The probe portion 14b of the coupler 1% comprises a tapered tip portion 144 at its lower end made from a hard electrically conductive material, and connected to this tip portion is a conducting rod 146 that extends upwardly above the locker ring 140 and through a side opening 148 in the shielding to connect with a conductor 150 embedded in the thick outside insulating layer 136 of the composite cable. As shown, the connection of the conductor rod 146 and the cable conductor is preferably located within the coupler housing. Surrounding the conductor rod along its length is a layer of insulating material 152 such as hard rubber or plastic. This insulating material extends above the probe tip 144 in a cylindrical section of the same diameter and through the center of an upper probe portion 154 that is threaded to the probe base. Thus, the insulating layer provides a nonconductive separation between the probe tip 144 and the conductive upper probe portion. Embedded within the insulating body 152 and parallel to, but spaced from the conductor rod 146, is a microwave pickup rod 156. This rod, which may be of any highly conductive material such as copper, extends downwardly to a point just above the tip portion while its upper end extends through the upper probe portion and is connected to the central core conductor 128 of the coaxial cable 120.

When the coupler is assembled, the upper probe portion 154 is attached to a locking ring 158 and is threaded through the base member to press the flared end portion 134 of the cable shield against the shield locker 140, thereby holding the shield firmly in place. The probe base member 126 is also threaded into the locking nut and forces the flange of the shield locker against the packing 138. This pressure on the lower face of the packing causes it to grip the end of the cable 120 and hold it firmly within the coupler housing.
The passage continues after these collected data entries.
use crate::entities::notice_entity as notices;
use crate::database::SharedPool;
use crate::error::{AppError, AppResult};
use crate::models::*;
use crate::utils::require_text;
use chrono::Utc;
use sea_orm::sea_query::Expr;
use sea_orm::{
    ActiveModelTrait, ColumnTrait, Condition, EntityTrait, IntoActiveModel,
    PaginatorTrait, QueryFilter, QueryOrder, QuerySelect, Set,
};

#[derive(Clone)]
pub struct NoticeService {
    pool: SharedPool,
}

impl NoticeService {
    pub fn new(pool: impl Into<SharedPool>) -> Self {
        Self { pool: pool.into() }
    }

    /// 고정 공지 먼저, 그다음 최신순
    pub async fn list(&self, query: &NoticeQuery) -> AppResult<PaginatedResponse<NoticeResponse>> {
        let params = PaginationParams::new(query.page, query.per_page);

        let mut select = notices::Entity::find();
        if let Some(published) = query.is_published {
            select = select.filter(notices::Column::IsPublished.eq(published));
        }
        if let Some(keyword) = query.keyword.as_deref().map(str::trim).filter(|k| !k.is_empty()) {
            select = select.filter(
                Condition::any()
                    .add(notices::Column::Title.contains(keyword))
                    .add(notices::Column::Content.contains(keyword)),
            );
        }

        let total = select.clone().count(self.pool.as_ref()).await? as i64;
        let items = select
            .order_by_desc(notices::Column::IsPinned)
            .order_by_desc(notices::Column::CreatedAt)
            .order_by_desc(notices::Column::Id)
            .limit(params.get_limit())
            .offset(params.get_offset())
            .all(self.pool.as_ref())
            .await?;

        Ok(PaginatedResponse::new(
            items.into_iter().map(Into::into).collect(),
            &params,
            total,
        ))
    }

    /// 조회수를 1 올리고 공지를 돌려준다
    pub async fn get(&self, id: i64) -> AppResult<NoticeResponse> {
        let result = notices::Entity::update_many()
            .col_expr(
                notices::Column::ViewCount,
                Expr::col(notices::Column::ViewCount).add(1),
            )
            .filter(notices::Column::Id.eq(id))
            .exec(self.pool.as_ref())
            .await?;
        if result.rows_affected == 0 {
            return Err(AppError::NotFound(format!("Notice {id} not found")));
        }
        let notice = notices::Entity::find_by_id(id)
            .one(self.pool.as_ref())
            .await?
            .ok_or_else(|| AppError::NotFound(format!("Notice {id} not found")))?;
        Ok(notice.into())
    }

    pub async fn create(&self, request: CreateNoticeRequest) -> AppResult<NoticeResponse> {
        let now = Utc::now();
        let notice = notices::ActiveModel {
            title: Set(require_text("title", &request.title, 200)?),
            content: Set(require_text("content", &request.content, 50_000)?),
            is_pinned: Set(request.is_pinned),
            is_published: Set(request.is_published.unwrap_or(true)),
            view_count: Set(0),
            created_at: Set(now),
            updated_at: Set(now),
            ..Default::default()
        }
        .insert(self.pool.as_ref())
        .await?;
        log::info!("Notice {} created", notice.id);
        Ok(notice.into())
    }

    pub async fn update(&self, id: i64, request: UpdateNoticeRequest) -> AppResult<NoticeResponse> {
        let notice = notices::Entity::find_by_id(id)
            .one(self.pool.as_ref())
            .await?
            .ok_or_else(|| AppError::NotFound(format!("Notice {id} not found")))?;

        let mut am = notice.into_active_model();
        if let Some(title) = request.title {
            am.title = Set(require_text("title", &title, 200)?);
        }
        if let Some(content) = request.content {
            am.content = Set(require_text("content", &content, 50_000)?);
        }
        if let Some(pinned) = request.is_pinned {
            am.is_pinned = Set(pinned);
        }
        if let Some(published) = request.is_published {
            am.is_published = Set(published);
        }
        am.updated_at = Set(Utc::now());
        Ok(am.update(self.pool.as_ref()).await?.into())
    }

    pub async fn delete(&self, id: i64) -> AppResult<()> {
        let result = notices::Entity::delete_by_id(id).exec(self.pool.as_ref()).await?;
        if result.rows_affected == 0 {
            return Err(AppError::NotFound(format!("Notice {id} not found")));
        }
        Ok(())
    }
}

#[cfg(test)]
mod tests {
    use super::*;
    use sea_orm::{DatabaseBackend, MockDatabase, MockExecResult};

    #[tokio::test]
    async fn test_get_increments_view_count() {
        let now = Utc::now();
        let db = MockDatabase::new(DatabaseBackend::Postgres)
            .append_exec_results([MockExecResult {
                last_insert_id: 0,
                rows_affected: 1,
            }])
            .append_query_results([vec![notices::Model {
                id: 4,
                title: "설 연휴 배송 안내".to_string(),
                content: "연휴 기간 배송이 지연됩니다.".to_string(),
                is_pinned: true,
                is_published: true,
                view_count: 42,
                created_at: now,
                updated_at: now,
            }]])
            .into_connection();
        let notice = NoticeService::new(db).get(4).await.unwrap();
        assert_eq!(notice.view_count, 42);
    }

    #[tokio::test]
    async fn test_get_missing_notice() {
        let db = MockDatabase::new(DatabaseBackend::Postgres)
            .append_exec_results([MockExecResult {
                last_insert_id: 0,
                rows_affected: 0,
            }])
            .into_connection();
        let err = NoticeService::new(db).get(99).await.unwrap_err();
        assert!(matches!(err, AppError::NotFound(_)));
    }

    #[tokio::test]
    async fn test_create_requires_title() {
        let db = MockDatabase::new(DatabaseBackend::Postgres).into_connection();
        let err = NoticeService::new(db)
            .create(CreateNoticeRequest {
                title: "   ".to_string(),
                content: "본문".to_string(),
                is_pinned: false,
                is_published: None,
            })
            .await
            .unwrap_err();
        assert!(matches!(err, AppError::ValidationError(_)));
    }
}
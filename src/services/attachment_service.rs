use std::sync::Arc;

use crate::database::SharedPool;
use crate::entities::attachment_entity as attachments;
use crate::error::{AppError, AppResult};
use crate::media::{MediaProcessor, ObjectStore, UploadEvent};
use crate::models::*;
use chrono::Utc;
use sea_orm::{ActiveModelTrait, EntityTrait, PaginatorTrait, QueryOrder, QuerySelect, Set};
use tokio::sync::mpsc;

/// 원본 업로드 키 접두사
pub const UPLOAD_PREFIX: &str = "uploads";

#[derive(Clone)]
pub struct AttachmentService {
    pool: SharedPool,
    store: Arc<dyn ObjectStore>,
    media: Arc<MediaProcessor>,
    events: Option<mpsc::Sender<UploadEvent>>,
    max_upload_bytes: usize,
}

/// 원본 파일명에서 저장용 확장자를 뽑는다 (영숫자만, 소문자)
fn extension_of(original_name: &str) -> Option<String> {
    let (_, ext) = original_name.rsplit_once('.')?;
    let ext = ext.to_ascii_lowercase();
    if ext.is_empty() || ext.len() > 10 || !ext.chars().all(|c| c.is_ascii_alphanumeric()) {
        return None;
    }
    Some(ext)
}

pub fn storage_key_for(original_name: &str) -> String {
    let id = uuid::Uuid::new_v4();
    match extension_of(original_name) {
        Some(ext) => format!("{UPLOAD_PREFIX}/{id}.{ext}"),
        None => format!("{UPLOAD_PREFIX}/{id}"),
    }
}

impl AttachmentService {
    pub fn new(
        pool: impl Into<SharedPool>,
        store: Arc<dyn ObjectStore>,
        media: Arc<MediaProcessor>,
        events: Option<mpsc::Sender<UploadEvent>>,
        max_upload_bytes: usize,
    ) -> Self {
        Self {
            pool: pool.into(),
            store,
            media,
            events,
            max_upload_bytes,
        }
    }

    pub fn max_upload_bytes(&self) -> usize {
        self.max_upload_bytes
    }

    pub async fn list(&self, params: &PaginationParams) -> AppResult<PaginatedResponse<AttachmentResponse>> {
        let select = attachments::Entity::find();
        let total = select.clone().count(self.pool.as_ref()).await? as i64;
        let items = select
            .order_by_desc(attachments::Column::CreatedAt)
            .order_by_desc(attachments::Column::Id)
            .limit(params.get_limit())
            .offset(params.get_offset())
            .all(self.pool.as_ref())
            .await?;
        Ok(PaginatedResponse::new(
            items.into_iter().map(Into::into).collect(),
            params,
            total,
        ))
    }

    async fn find(&self, id: i64) -> AppResult<attachments::Model> {
        attachments::Entity::find_by_id(id)
            .one(self.pool.as_ref())
            .await?
            .ok_or_else(|| AppError::NotFound(format!("Attachment {id} not found")))
    }

    pub async fn get(&self, id: i64) -> AppResult<AttachmentResponse> {
        Ok(self.find(id).await?.into())
    }

    /// 원본 저장, 메타데이터 기록, 업로드 이벤트 발행
    pub async fn upload(
        &self,
        original_name: &str,
        content_type: &str,
        bytes: Vec<u8>,
    ) -> AppResult<AttachmentResponse> {
        if bytes.is_empty() {
            return Err(AppError::ValidationError("Uploaded file is empty".to_string()));
        }
        if bytes.len() > self.max_upload_bytes {
            return Err(AppError::ValidationError(format!(
                "File exceeds the {} byte upload limit",
                self.max_upload_bytes
            )));
        }

        let original_name = match original_name.trim() {
            "" => "upload".to_string(),
            name => name.chars().take(255).collect(),
        };
        let content_type = match content_type.trim() {
            "" => "application/octet-stream".to_string(),
            ct => ct.to_string(),
        };
        let key = storage_key_for(&original_name);
        let checksum = format!("{:x}", md5::compute(&bytes));
        let size = bytes.len() as i64;

        self.store.put(&key, bytes, &content_type).await?;

        let inserted = attachments::ActiveModel {
            original_name: Set(original_name),
            storage_key: Set(key.clone()),
            content_type: Set(content_type.clone()),
            size: Set(size),
            checksum: Set(checksum),
            created_at: Set(Utc::now()),
            ..Default::default()
        }
        .insert(self.pool.as_ref())
        .await;
        let attachment = match inserted {
            Ok(model) => model,
            Err(e) => {
                if let Err(cleanup) = self.store.delete(&key).await {
                    log::warn!("Failed to remove orphaned object {key}: {cleanup}");
                }
                return Err(e.into());
            }
        };

        if let Some(events) = &self.events {
            let event = UploadEvent {
                key: key.clone(),
                content_type,
            };
            if events.send(event).await.is_err() {
                log::warn!("Media worker is not running; {key} will not be resized");
            }
        }

        log::info!("Attachment {} stored as {key} ({size} bytes)", attachment.id);
        Ok(attachment.into())
    }

    /// 메타데이터, 원본, 리사이즈된 파생 이미지를 함께 지운다
    pub async fn delete(&self, id: i64) -> AppResult<()> {
        let attachment = self.find(id).await?;
        attachments::Entity::delete_by_id(id).exec(self.pool.as_ref()).await?;
        self.store.delete(&attachment.storage_key).await?;
        // 이미지가 아니면 파생 키가 없고, 없는 키 삭제는 성공이다
        for key in self.media.output_keys(&attachment.storage_key) {
            self.store.delete(&key).await?;
        }
        log::info!("Attachment {id} deleted ({})", attachment.storage_key);
        Ok(())
    }
}

#[cfg(test)]
mod tests {
    use super::*;
    use crate::config::MediaConfig;
    use crate::media::storage::memory::MemoryObjectStore;
    use image::{ImageFormat, RgbImage};
    use sea_orm::{DatabaseBackend, MockDatabase, MockExecResult};
    use std::io::Cursor;

    fn media(store: &Arc<MemoryObjectStore>) -> Arc<MediaProcessor> {
        Arc::new(MediaProcessor::new(store.clone(), &MediaConfig::default()))
    }

    fn attachment(key: &str) -> attachments::Model {
        attachments::Model {
            id: 1,
            original_name: "photo.JPG".to_string(),
            storage_key: key.to_string(),
            content_type: "image/jpeg".to_string(),
            size: 5,
            checksum: "5d41402abc4b2a76b9719d911017c592".to_string(),
            created_at: Utc::now(),
        }
    }

    #[test]
    fn test_storage_key_shape() {
        let key = storage_key_for("photo.JPG");
        assert!(key.starts_with("uploads/"));
        assert!(key.ends_with(".jpg"));
        assert_eq!(key.len(), "uploads/".len() + 36 + ".jpg".len());

        assert!(!storage_key_for("README").contains('.'));
        assert!(!storage_key_for("evil.p/hp").contains("p/hp"));
    }

    #[tokio::test]
    async fn test_upload_stores_object_and_emits_event() {
        let store = Arc::new(MemoryObjectStore::default());
        let (tx, mut rx) = mpsc::channel(4);
        let db = MockDatabase::new(DatabaseBackend::Postgres)
            .append_query_results([vec![attachment("uploads/placeholder.jpg")]])
            .into_connection();
        let service = AttachmentService::new(db, store.clone(), media(&store), Some(tx), 1024);

        let saved = service
            .upload("photo.JPG", "image/jpeg", b"hello".to_vec())
            .await
            .unwrap();
        assert_eq!(saved.checksum, "5d41402abc4b2a76b9719d911017c592");

        let keys = store.keys();
        assert_eq!(keys.len(), 1);
        assert!(keys[0].starts_with("uploads/") && keys[0].ends_with(".jpg"));

        let event = rx.recv().await.unwrap();
        assert_eq!(event.key, keys[0]);
        assert_eq!(event.content_type, "image/jpeg");
    }

    #[tokio::test]
    async fn test_upload_rejects_oversized_file() {
        let store = Arc::new(MemoryObjectStore::default());
        let db = MockDatabase::new(DatabaseBackend::Postgres).into_connection();
        let service = AttachmentService::new(db, store.clone(), media(&store), None, 4);
        let err = service
            .upload("big.bin", "application/octet-stream", vec![0; 5])
            .await
            .unwrap_err();
        assert!(matches!(err, AppError::ValidationError(_)));
        assert!(store.keys().is_empty());
    }

    #[tokio::test]
    async fn test_delete_removes_object_and_resized_copies() {
        let store = Arc::new(MemoryObjectStore::default());
        let mut jpeg = Cursor::new(Vec::new());
        RgbImage::new(64, 48)
            .write_to(&mut jpeg, ImageFormat::Jpeg)
            .unwrap();
        store
            .put("uploads/a.jpg", jpeg.into_inner(), "image/jpeg")
            .await
            .unwrap();
        let processor = media(&store);
        processor
            .handle(&UploadEvent {
                key: "uploads/a.jpg".to_string(),
                content_type: "image/jpeg".to_string(),
            })
            .await
            .unwrap();
        assert_eq!(store.keys().len(), 5);

        let db = MockDatabase::new(DatabaseBackend::Postgres)
            .append_query_results([vec![attachment("uploads/a.jpg")]])
            .append_exec_results([MockExecResult {
                last_insert_id: 0,
                rows_affected: 1,
            }])
            .into_connection();
        AttachmentService::new(db, store.clone(), processor, None, 1024)
            .delete(1)
            .await
            .unwrap();
        assert!(store.keys().is_empty());
    }
}
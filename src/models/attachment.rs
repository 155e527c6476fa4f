use chrono::{DateTime, Utc};
use serde::{Deserialize, Serialize};
use utoipa::ToSchema;

use crate::entities::attachment_entity;

#[derive(Debug, Clone, Serialize, Deserialize, ToSchema)]
pub struct AttachmentResponse {
    pub id: i64,
    pub original_name: String,
    pub storage_key: String,
    pub content_type: String,
    pub size: i64,
    pub checksum: String,
    pub created_at: DateTime<Utc>,
}

impl From<attachment_entity::Model> for AttachmentResponse {
    fn from(m: attachment_entity::Model) -> Self {
        Self {
            id: m.id,
            original_name: m.original_name,
            storage_key: m.storage_key,
            content_type: m.content_type,
            size: m.size,
            checksum: m.checksum,
            created_at: m.created_at,
        }
    }
}
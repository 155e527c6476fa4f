use sea_orm_migration::prelude::*;

#[derive(DeriveIden)]
enum Notices {
    Table,
    Id,
    Title,
    Content,
    IsPinned,
    IsPublished,
    ViewCount,
    CreatedAt,
    UpdatedAt,
}

#[derive(DeriveIden)]
enum Inquiries {
    Table,
    Id,
    UserId,
    SellerId,
    ProductId,
    Category,
    Title,
    Content,
    Status,
    Answer,
    AnsweredAt,
    CreatedAt,
    UpdatedAt,
}

#[derive(DeriveIden)]
enum Faqs {
    Table,
    Id,
    Category,
    Question,
    Answer,
    SortOrder,
    IsPublished,
    CreatedAt,
    UpdatedAt,
}

#[derive(DeriveIden)]
enum Guides {
    Table,
    Id,
    Category,
    Title,
    Content,
    SortOrder,
    IsPublished,
    CreatedAt,
    UpdatedAt,
}

#[derive(DeriveIden)]
enum ErrorReports {
    Table,
    Id,
    SellerId,
    Title,
    Content,
    Status,
    Reply,
    CreatedAt,
    UpdatedAt,
}

#[derive(DeriveIden)]
enum Terms {
    Table,
    Id,
    TermType,
    Version,
    Title,
    Content,
    EffectiveDate,
    IsActive,
    CreatedAt,
    UpdatedAt,
}

#[derive(DeriveIden)]
enum Banners {
    Table,
    Id,
    Title,
    ImageUrl,
    LinkUrl,
    Position,
    SortOrder,
    StartsAt,
    EndsAt,
    IsActive,
    CreatedAt,
    UpdatedAt,
}

#[derive(DeriveIden)]
enum Attachments {
    Table,
    Id,
    OriginalName,
    StorageKey,
    ContentType,
    Size,
    Checksum,
    CreatedAt,
}

fn id_col<T: IntoIden + 'static>(col: T) -> ColumnDef {
    ColumnDef::new(col)
        .big_integer()
        .not_null()
        .auto_increment()
        .primary_key()
        .to_owned()
}

fn now_col<T: IntoIden + 'static>(col: T) -> ColumnDef {
    ColumnDef::new(col)
        .timestamp_with_time_zone()
        .not_null()
        .default(Expr::cust("NOW()"))
        .to_owned()
}

#[derive(DeriveMigrationName)]
pub struct Migration;

#[async_trait::async_trait]
impl MigrationTrait for Migration {
    async fn up(&self, manager: &SchemaManager) -> Result<(), DbErr> {
        manager
            .create_table(
                Table::create()
                    .table(Notices::Table)
                    .if_not_exists()
                    .col(&mut id_col(Notices::Id))
                    .col(ColumnDef::new(Notices::Title).string_len(200).not_null())
                    .col(ColumnDef::new(Notices::Content).text().not_null())
                    .col(ColumnDef::new(Notices::IsPinned).boolean().not_null().default(false))
                    .col(
                        ColumnDef::new(Notices::IsPublished)
                            .boolean()
                            .not_null()
                            .default(true),
                    )
                    .col(ColumnDef::new(Notices::ViewCount).big_integer().not_null().default(0))
                    .col(&mut now_col(Notices::CreatedAt))
                    .col(&mut now_col(Notices::UpdatedAt))
                    .to_owned(),
            )
            .await?;

        manager
            .create_table(
                Table::create()
                    .table(Inquiries::Table)
                    .if_not_exists()
                    .col(&mut id_col(Inquiries::Id))
                    .col(ColumnDef::new(Inquiries::UserId).big_integer().null())
                    .col(ColumnDef::new(Inquiries::SellerId).big_integer().null())
                    .col(ColumnDef::new(Inquiries::ProductId).big_integer().null())
                    .col(ColumnDef::new(Inquiries::Category).string_len(50).not_null())
                    .col(ColumnDef::new(Inquiries::Title).string_len(200).not_null())
                    .col(ColumnDef::new(Inquiries::Content).text().not_null())
                    .col(
                        ColumnDef::new(Inquiries::Status)
                            .string_len(32)
                            .not_null()
                            .default("pending"),
                    )
                    .col(ColumnDef::new(Inquiries::Answer).text().null())
                    .col(ColumnDef::new(Inquiries::AnsweredAt).timestamp_with_time_zone().null())
                    .col(&mut now_col(Inquiries::CreatedAt))
                    .col(&mut now_col(Inquiries::UpdatedAt))
                    .to_owned(),
            )
            .await?;

        manager
            .create_table(
                Table::create()
                    .table(Faqs::Table)
                    .if_not_exists()
                    .col(&mut id_col(Faqs::Id))
                    .col(ColumnDef::new(Faqs::Category).string_len(50).not_null())
                    .col(ColumnDef::new(Faqs::Question).string_len(500).not_null())
                    .col(ColumnDef::new(Faqs::Answer).text().not_null())
                    .col(ColumnDef::new(Faqs::SortOrder).integer().not_null().default(0))
                    .col(ColumnDef::new(Faqs::IsPublished).boolean().not_null().default(true))
                    .col(&mut now_col(Faqs::CreatedAt))
                    .col(&mut now_col(Faqs::UpdatedAt))
                    .to_owned(),
            )
            .await?;

        manager
            .create_table(
                Table::create()
                    .table(Guides::Table)
                    .if_not_exists()
                    .col(&mut id_col(Guides::Id))
                    .col(ColumnDef::new(Guides::Category).string_len(50).not_null())
                    .col(ColumnDef::new(Guides::Title).string_len(200).not_null())
                    .col(ColumnDef::new(Guides::Content).text().not_null())
                    .col(ColumnDef::new(Guides::SortOrder).integer().not_null().default(0))
                    .col(ColumnDef::new(Guides::IsPublished).boolean().not_null().default(true))
                    .col(&mut now_col(Guides::CreatedAt))
                    .col(&mut now_col(Guides::UpdatedAt))
                    .to_owned(),
            )
            .await?;

        manager
            .create_table(
                Table::create()
                    .table(ErrorReports::Table)
                    .if_not_exists()
                    .col(&mut id_col(ErrorReports::Id))
                    .col(ColumnDef::new(ErrorReports::SellerId).big_integer().null())
                    .col(ColumnDef::new(ErrorReports::Title).string_len(200).not_null())
                    .col(ColumnDef::new(ErrorReports::Content).text().not_null())
                    .col(
                        ColumnDef::new(ErrorReports::Status)
                            .string_len(32)
                            .not_null()
                            .default("received"),
                    )
                    .col(ColumnDef::new(ErrorReports::Reply).text().null())
                    .col(&mut now_col(ErrorReports::CreatedAt))
                    .col(&mut now_col(ErrorReports::UpdatedAt))
                    .to_owned(),
            )
            .await?;

        manager
            .create_table(
                Table::create()
                    .table(Terms::Table)
                    .if_not_exists()
                    .col(&mut id_col(Terms::Id))
                    .col(ColumnDef::new(Terms::TermType).string_len(50).not_null())
                    .col(ColumnDef::new(Terms::Version).string_len(20).not_null())
                    .col(ColumnDef::new(Terms::Title).string_len(200).not_null())
                    .col(ColumnDef::new(Terms::Content).text().not_null())
                    .col(ColumnDef::new(Terms::EffectiveDate).date().not_null())
                    .col(ColumnDef::new(Terms::IsActive).boolean().not_null().default(false))
                    .col(&mut now_col(Terms::CreatedAt))
                    .col(&mut now_col(Terms::UpdatedAt))
                    .to_owned(),
            )
            .await?;

        manager
            .create_index(
                Index::create()
                    .if_not_exists()
                    .name("idx_terms_type_version_unique")
                    .table(Terms::Table)
                    .col(Terms::TermType)
                    .col(Terms::Version)
                    .unique()
                    .to_owned(),
            )
            .await?;

        manager
            .create_table(
                Table::create()
                    .table(Banners::Table)
                    .if_not_exists()
                    .col(&mut id_col(Banners::Id))
                    .col(ColumnDef::new(Banners::Title).string_len(200).not_null())
                    .col(ColumnDef::new(Banners::ImageUrl).string_len(500).not_null())
                    .col(ColumnDef::new(Banners::LinkUrl).string_len(500).null())
                    .col(ColumnDef::new(Banners::Position).string_len(50).not_null())
                    .col(ColumnDef::new(Banners::SortOrder).integer().not_null().default(0))
                    .col(ColumnDef::new(Banners::StartsAt).timestamp_with_time_zone().null())
                    .col(ColumnDef::new(Banners::EndsAt).timestamp_with_time_zone().null())
                    .col(ColumnDef::new(Banners::IsActive).boolean().not_null().default(true))
                    .col(&mut now_col(Banners::CreatedAt))
                    .col(&mut now_col(Banners::UpdatedAt))
                    .to_owned(),
            )
            .await?;

        manager
            .create_table(
                Table::create()
                    .table(Attachments::Table)
                    .if_not_exists()
                    .col(&mut id_col(Attachments::Id))
                    .col(ColumnDef::new(Attachments::OriginalName).string_len(255).not_null())
                    .col(
                        ColumnDef::new(Attachments::StorageKey)
                            .string_len(255)
                            .not_null()
                            .unique_key(),
                    )
                    .col(ColumnDef::new(Attachments::ContentType).string_len(100).not_null())
                    .col(ColumnDef::new(Attachments::Size).big_integer().not_null())
                    .col(ColumnDef::new(Attachments::Checksum).string_len(32).not_null())
                    .col(&mut now_col(Attachments::CreatedAt))
                    .to_owned(),
            )
            .await?;

        Ok(())
    }

    async fn down(&self, manager: &SchemaManager) -> Result<(), DbErr> {
        manager
            .drop_table(Table::drop().if_exists().table(Attachments::Table).to_owned())
            .await?;
        manager
            .drop_table(Table::drop().if_exists().table(Banners::Table).to_owned())
            .await?;
        manager
            .drop_table(Table::drop().if_exists().table(Terms::Table).to_owned())
            .await?;
        manager
            .drop_table(Table::drop().if_exists().table(ErrorReports::Table).to_owned())
            .await?;
        manager
            .drop_table(Table::drop().if_exists().table(Guides::Table).to_owned())
            .await?;
        manager
            .drop_table(Table::drop().if_exists().table(Faqs::Table).to_owned())
            .await?;
        manager
            .drop_table(Table::drop().if_exists().table(Inquiries::Table).to_owned())
            .await?;
        manager
            .drop_table(Table::drop().if_exists().table(Notices::Table).to_owned())
            .await?;
        Ok(())
    }
}
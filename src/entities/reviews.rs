use chrono::{DateTime, Utc};
use sea_orm::entity::prelude::*;

#[derive(Clone, Debug, PartialEq, DeriveEntityModel, Eq)]
#[sea_orm(table_name = "reviews")]
pub struct Model {
    #[sea_orm(primary_key)]
    pub id: i64,
    pub product_id: i64,
    pub user_id: i64,
    pub rating: i16,
    #[sea_orm(column_type = "Text")]
    pub content: String,
    pub is_hidden: bool,
    pub created_at: DateTime<Utc>,
    pub updated_at: DateTime<Utc>,
}

#[derive(Copy, Clone, Debug, EnumIter, DeriveRelation)]
pub enum Relation {}

impl ActiveModelBehavior for ActiveModel {}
The spacing of the coupler tip 144 and the exposed upper conductive portion 154 are designed so that when the coupler is pushed normally into the signal and power carrying laminated floor covering 80 until the probe portion 14b is fully inserted, the lower tip 144 will contact a lower conductive layer 81 of the covering and the exposed upper portion 12 will contact an upper conductive layer 82. The exposed upper coupler acts as a ground since it provides a current path directly to the coupler housing. Current through the probe tip 144, which is thus the "hot" side can flow through the conductor rod 146 to the conductor of the coaxial cable. Between the probe tip and upper portion the pickup rod 156 embedded in the insulating body is positioned within a layer 83 of microwave propagation material between the conductive layers. Thus, microwave signal energy is received by this rod and is transmitted directly to the shielded coaxial cable.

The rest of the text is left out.